An oft-quoted statement by First Vice-Chairman of the Council of People’s Commissars Nikolai Voznesensky summed up the standard line that Allied aid represented “only 4 percent” of Soviet production for the entire war. Lacking any detailed information to the contrary, Western authors generally agreed that even if Lend-Lease was important from 1943 on, as quantities of aid dramatically increased, the aid was far too little and late to make a difference in the decisive battles of 1941–1942.

But since the collapse of the Soviet Union, a trickle of information has emerged from archives in Moscow, shedding new light on the subject. While much of the documentary evidence remains classified “secret” in the Central Archives of the Ministry of Defense and the Russian State Archive of the Economy, Western and Russian researchers have been able to gain access to important, previously unavailable firsthand documents. I was recently able to examine Russian-language materials of the State Defense Committee—the Soviet equivalent of the British War Cabinet—held in the former Central Party Archive. Together with other recently published sources, including the wartime diaries of N. I. Biriukov, a Red Army officer responsible from August 1941 on for the distribution of recently acquired tanks to the front lines, this newly available evidence paints a very different picture from the received wisdom. In particular, it shows that British Lend-Lease assistance to the Soviet Union in late 1941 and early 1942 played a far more significant part in the defense of Moscow and the revival of Soviet fortunes in late 1941 than has been acknowledged.
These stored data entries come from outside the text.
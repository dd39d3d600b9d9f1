//! Flat-file roster storage.
//!
//! The whole roster lives in one pretty-printed JSON array that is read in
//! full and rewritten in full by every mutating operation.

mod roster;

pub use roster::*;

use std::path::PathBuf;
use thiserror::Error;

/// Errors that can occur during storage operations.
#[derive(Debug, Error)]
pub enum StorageError {
    #[error("IO error: {0}")]
    Io(#[from] std::io::Error),

    #[error("JSON serialization error: {0}")]
    Json(#[from] serde_json::Error),

    #[error("Invalid path: {0}")]
    InvalidPath(PathBuf),
}
// Expected usage: declare an enum whose variants are all the tokens of a language's microsyntax
// with `lexeme_set!`, in priority order. The scanner tries patterns in declaration order and
// takes the first one that matches, so more specific patterns have to come first.

use std::fmt::Debug;
use std::hash::Hash;

use mort_nfa::Graph;

// 2 representations for each token: enum variant and numeric id (its position in the set)
// Enum variant is canonical, the id is what orders the definition table
pub trait LexemeSet: Clone + Copy + Debug + Eq + Hash {
    fn from_id(id: u32) -> Option<Self>;
    fn to_name(self) -> &'static str;
    fn to_id(self) -> u32;

    fn from_name(name: &str) -> Option<Self> {
        Self::iter().find(|x| x.to_name() == name)
    }

    fn next(self) -> Option<Self> {
        Self::from_id(self.to_id() + 1)
    }

    fn iter() -> LexemeIterator<Self> {
        LexemeIterator {
            state: Self::from_id(0),
        }
    }

    // freshly built automaton for this lexeme
    fn pattern(self) -> Graph;
    fn size() -> u32;

    // synthetic kind reported once the input is exhausted
    fn eof() -> Self;
    // whitespace and newlines, dropped by `Scanner::significant`
    fn is_blank(self) -> bool;
    // kinds whose text differs between occurrences (identifiers, literals)
    fn has_variable_content(self) -> bool;
}

pub struct LexemeIterator<T: LexemeSet> {
    state: Option<T>,
}

impl<T: LexemeSet> Iterator for LexemeIterator<T> {
    type Item = T;

    fn next(&mut self) -> Option<Self::Item> {
        let tmp = self.state;
        self.state = match self.state {
            Some(s) => s.next(),
            None => None,
        };
        tmp
    }
}

/// Declares a token-kind enum and its `LexemeSet` impl from one ordered table.
///
/// ```ignore
/// lexeme_set! {
///     pub enum Tiny {
///         eof: Eof,
///         blank: [Space],
///         variable: [Word],
///         lexemes: {
///             Eof => "eof", Graph::never();
///             Word => "word", Graph::symbol(ALPHA).plus();
///             Space => "space", Graph::symbol(b" ");
///         }
///     }
/// }
/// ```
#[macro_export]
macro_rules! lexeme_set {
    (
        $(#[$meta:meta])*
        $vis:vis enum $set:ident {
            eof: $eof:ident,
            blank: [$($blank:ident),* $(,)?],
            variable: [$($variable:ident),* $(,)?],
            lexemes: {
                $($variant:ident => $name:literal, $pattern:expr;)+
            }
        }
    ) => {
        $(#[$meta])*
        #[derive(Clone, Copy, PartialEq, Eq, Debug, Hash)]
        #[repr(u32)]
        $vis enum $set {
            $($variant,)+
        }

        impl $set {
            const ALL: &'static [$set] = &[$($set::$variant,)+];
        }

        impl $crate::scanner::LexemeSet for $set {
            fn from_id(id: u32) -> Option<Self> {
                Self::ALL.get(id as usize).copied()
            }

            fn to_name(self) -> &'static str {
                match self {
                    $($set::$variant => $name,)+
                }
            }

            fn to_id(self) -> u32 {
                self as u32
            }

            fn pattern(self) -> $crate::nfa::Graph {
                match self {
                    $($set::$variant => $pattern,)+
                }
            }

            fn size() -> u32 {
                Self::ALL.len() as u32
            }

            fn eof() -> Self {
                $set::$eof
            }

            fn is_blank(self) -> bool {
                let blank: &[$set] = &[$($set::$blank),*];
                blank.contains(&self)
            }

            fn has_variable_content(self) -> bool {
                let variable: &[$set] = &[$($set::$variable),*];
                variable.contains(&self)
            }
        }
    };
}
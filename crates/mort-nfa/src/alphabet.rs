use std::fmt::Debug;

use bit_set::BitSet;

pub const ALPHABET_SIZE: usize = 256;

pub const ALPHA: &[u8] = b"abcdefghijklmnopqrstuvwxyzABCDEFGHIJKLMNOPQRSTUVWXYZ_";
pub const ALNUM: &[u8] = b"abcdefghijklmnopqrstuvwxyzABCDEFGHIJKLMNOPQRSTUVWXYZ0123456789_";
pub const NONZERO: &[u8] = b"123456789";
pub const DIGIT: &[u8] = b"0123456789";
pub const HEX_DIGIT: &[u8] = b"0123456789abcdefABCDEF";
pub const OCTAL_DIGIT: &[u8] = b"01234567";

// bytes that may continue an identifier; everything else (and either edge of the input) is a
// non-word position for \b
pub fn is_word_byte(byte: u8) -> bool {
    byte.is_ascii_alphanumeric() || byte == b'_'
}

/// Set of raw bytes accepted by a single consuming transition.
///
/// An empty class is legal and never accepts anything, which is how `never()` is built.
#[derive(Clone)]
pub struct ByteClass {
    members: BitSet,
}

impl ByteClass {
    pub fn empty() -> ByteClass {
        ByteClass {
            members: BitSet::with_capacity(ALPHABET_SIZE),
        }
    }

    pub fn of(bytes: &[u8]) -> ByteClass {
        let mut class = Self::empty();
        for b in bytes {
            class.members.insert(*b as usize);
        }
        class
    }

    // "any byte except these"
    pub fn any_but(excluded: &[u8]) -> ByteClass {
        let all_bytes: BitSet = (0..ALPHABET_SIZE).collect();
        let mut class = Self::of(excluded);
        class.members.symmetric_difference_with(&all_bytes);
        class
    }

    pub fn contains(&self, byte: u8) -> bool {
        self.members.contains(byte as usize)
    }

    pub fn is_empty(&self) -> bool {
        self.members.is_empty()
    }

    pub fn len(&self) -> usize {
        self.members.len()
    }

    pub fn bytes(&self) -> impl Iterator<Item = u8> + '_ {
        self.members.iter().map(|x| x as u8)
    }

    // compact label for graph names, runs of 3+ consecutive bytes collapse to a-z
    pub(crate) fn label(&self) -> String {
        let bytes: Vec<u8> = self.bytes().collect();
        if bytes.len() > 128 {
            let excluded: Vec<u8> = (0..=255u8).filter(|b| !self.contains(*b)).collect();
            return format!("^{}", render_runs(&excluded));
        }
        render_runs(&bytes)
    }
}

fn render_runs(bytes: &[u8]) -> String {
    let mut out = String::new();
    let mut i = 0;
    while i < bytes.len() {
        let mut j = i;
        while j + 1 < bytes.len() && bytes[j + 1] == bytes[j] + 1 {
            j += 1;
        }
        out.push_str(&bytes[i].escape_ascii().to_string());
        if j - i >= 2 {
            out.push('-');
            out.push_str(&bytes[j].escape_ascii().to_string());
        } else if j > i {
            out.push_str(&bytes[j].escape_ascii().to_string());
        }
        i = j + 1;
    }
    out
}

impl Debug for ByteClass {
    fn fmt(&self, f: &mut std::fmt::Formatter<'_>) -> std::fmt::Result {
        write!(f, "[{}]", self.label())
    }
}

impl From<&[u8]> for ByteClass {
    fn from(bytes: &[u8]) -> Self {
        ByteClass::of(bytes)
    }
}

impl<const N: usize> From<&[u8; N]> for ByteClass {
    fn from(bytes: &[u8; N]) -> Self {
        ByteClass::of(bytes)
    }
}
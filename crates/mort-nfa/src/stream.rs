use std::io::{self, ErrorKind, Read, Seek, SeekFrom};

/// Byte-at-a-time access to a seekable input, which is all the simulator and scanner need.
///
/// Blanket-implemented for every `Read + Seek`, so a `File`, a `BufReader<File>` or an
/// in-memory `Cursor` can all be scanned directly. Repositioning goes through
/// `Seek::seek_relative`, which `BufReader` serves from its buffer when the target is inside it.
pub trait ByteStream: Read + Seek {
    fn read_byte(&mut self) -> io::Result<Option<u8>> {
        let mut buf = [0u8; 1];
        loop {
            match self.read(&mut buf) {
                Ok(0) => return Ok(None),
                Ok(_) => return Ok(Some(buf[0])),
                Err(e) if e.kind() == ErrorKind::Interrupted => continue,
                Err(e) => return Err(e),
            }
        }
    }

    fn offset(&mut self) -> io::Result<u64> {
        self.stream_position()
    }

    fn seek_to(&mut self, offset: u64) -> io::Result<()> {
        let here = self.stream_position()?;
        if offset != here {
            self.seek_relative(offset.wrapping_sub(here) as i64)?;
        }
        Ok(())
    }

    // peek without moving
    fn at_end(&mut self) -> io::Result<bool> {
        let byte = self.read_byte()?;
        if byte.is_some() {
            self.seek_relative(-1)?;
        }
        Ok(byte.is_none())
    }
}

impl<T: Read + Seek + ?Sized> ByteStream for T {}

fn before_start() -> io::Error {
    io::Error::new(ErrorKind::InvalidInput, "seek to a position before the start of the stream")
}

/// Keeps its own copy of the stream offset so position queries never reach the inner reader.
///
/// `File::stream_position` is a system call, and a `BufReader<File>` forwards it, so the
/// scanner's per-definition offset queries are answered here instead. Relative moves are passed
/// on as `seek_relative`, leaving an inner `BufReader`'s buffer intact.
pub struct PositionedReader<R> {
    inner: R,
    pos: u64,
}

impl<R: Read + Seek> PositionedReader<R> {
    pub fn new(mut inner: R) -> io::Result<Self> {
        let pos = inner.stream_position()?;
        Ok(Self { inner, pos })
    }

    pub fn get_ref(&self) -> &R {
        &self.inner
    }

    pub fn into_inner(self) -> R {
        self.inner
    }
}

impl<R: Read> Read for PositionedReader<R> {
    fn read(&mut self, buf: &mut [u8]) -> io::Result<usize> {
        let n = self.inner.read(buf)?;
        self.pos += n as u64;
        Ok(n)
    }
}

impl<R: Seek> Seek for PositionedReader<R> {
    fn seek(&mut self, pos: SeekFrom) -> io::Result<u64> {
        match pos {
            SeekFrom::Start(target) => self.seek_relative(target.wrapping_sub(self.pos) as i64)?,
            SeekFrom::Current(delta) => self.seek_relative(delta)?,
            SeekFrom::End(_) => self.pos = self.inner.seek(pos)?,
        }
        Ok(self.pos)
    }

    fn stream_position(&mut self) -> io::Result<u64> {
        Ok(self.pos)
    }

    fn seek_relative(&mut self, offset: i64) -> io::Result<()> {
        let target = self.pos.checked_add_signed(offset).ok_or_else(before_start)?;
        if offset != 0 {
            self.inner.seek_relative(offset)?;
        }
        self.pos = target;
        Ok(())
    }
}
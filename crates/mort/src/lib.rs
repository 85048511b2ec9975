pub mod scanner;

pub use mort_nfa as nfa;
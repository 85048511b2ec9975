use std::fs::File;
use std::io::{self, BufReader, BufWriter, Write};
use std::path::PathBuf;

use anyhow::Context;
use clap::Parser;
use log::info;
use mort::scanner::lexeme_sets::c_tokens::CTokens;
use mort::nfa::PositionedReader;
use mort::scanner::{DefinitionTable, ScanError, Scanner, Token};

/// Tokenise a C source file and print one token per line.
#[derive(Parser)]
#[command(name = "mort")]
#[command(about = "Lazy NFA-driven C tokenizer")]
struct Args {
    /// Source file to scan
    #[arg(default_value = "input.txt")]
    input: PathBuf,

    /// Drop whitespace and newline tokens
    #[arg(short, long)]
    significant: bool,

    /// Name reported for the source instead of its canonical path
    #[arg(long)]
    display_name: Option<String>,
}

fn main() -> anyhow::Result<()> {
    env_logger::init();
    let args = Args::parse();

    let file = File::open(&args.input)
        .with_context(|| format!("failed to open {}", args.input.display()))?;
    let source = match args.display_name {
        Some(name) => name,
        None => args
            .input
            .canonicalize()
            .with_context(|| format!("failed to resolve {}", args.input.display()))?
            .display()
            .to_string(),
    };

    let table = DefinitionTable::<CTokens>::from_lexeme_set();
    info!("compiled {} token definitions", table.len());

    let stream = PositionedReader::new(BufReader::new(file))
        .with_context(|| format!("failed to read {}", args.input.display()))?;
    let scanner = Scanner::new(stream, &table, &source);

    let mut out = BufWriter::new(io::stdout().lock());
    let count = if args.significant {
        print_tokens(scanner.significant(), &mut out, &source)?
    } else {
        print_tokens(scanner, &mut out, &source)?
    };
    out.flush()?;

    info!("{}: {} tokens", source, count);
    Ok(())
}

fn print_tokens(
    tokens: impl Iterator<Item = Result<Token<CTokens>, ScanError>>,
    out: &mut impl Write,
    source: &str,
) -> anyhow::Result<usize> {
    let mut count = 0;
    for token in tokens {
        let token = token.with_context(|| format!("failed to tokenize {}", source))?;
        writeln!(out, "{}", token)?;
        count += 1;
    }
    Ok(count)
}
Particularly important for the Soviets in late 1941 were British-supplied tanks and aircraft. American contributions of the time were far fewer. In fact, for a brief period during December 1941, the relative importance of British aid increased well beyond levels planned by the Allies as a result of American reaction to the outbreak of war with Japan; some American equipment destined for the Soviet Union was actually unloaded from merchant vessels and provided to American forces instead.

Even aid that might seem like a drop in the bucket in the larger context of Soviet production for the war played a crucial role in filling gaps at important moments during this period. At a time when Soviet industry was in disarray—many of their industrial plants were destroyed or captured by the advancing Nazi troops or in the process of evacuation east—battlefield losses of specific equipment approached or even exceeded the rate at which Soviet domestic production could replace them during this crucial period. Under these circumstances even small quantities of aid took on far greater significance.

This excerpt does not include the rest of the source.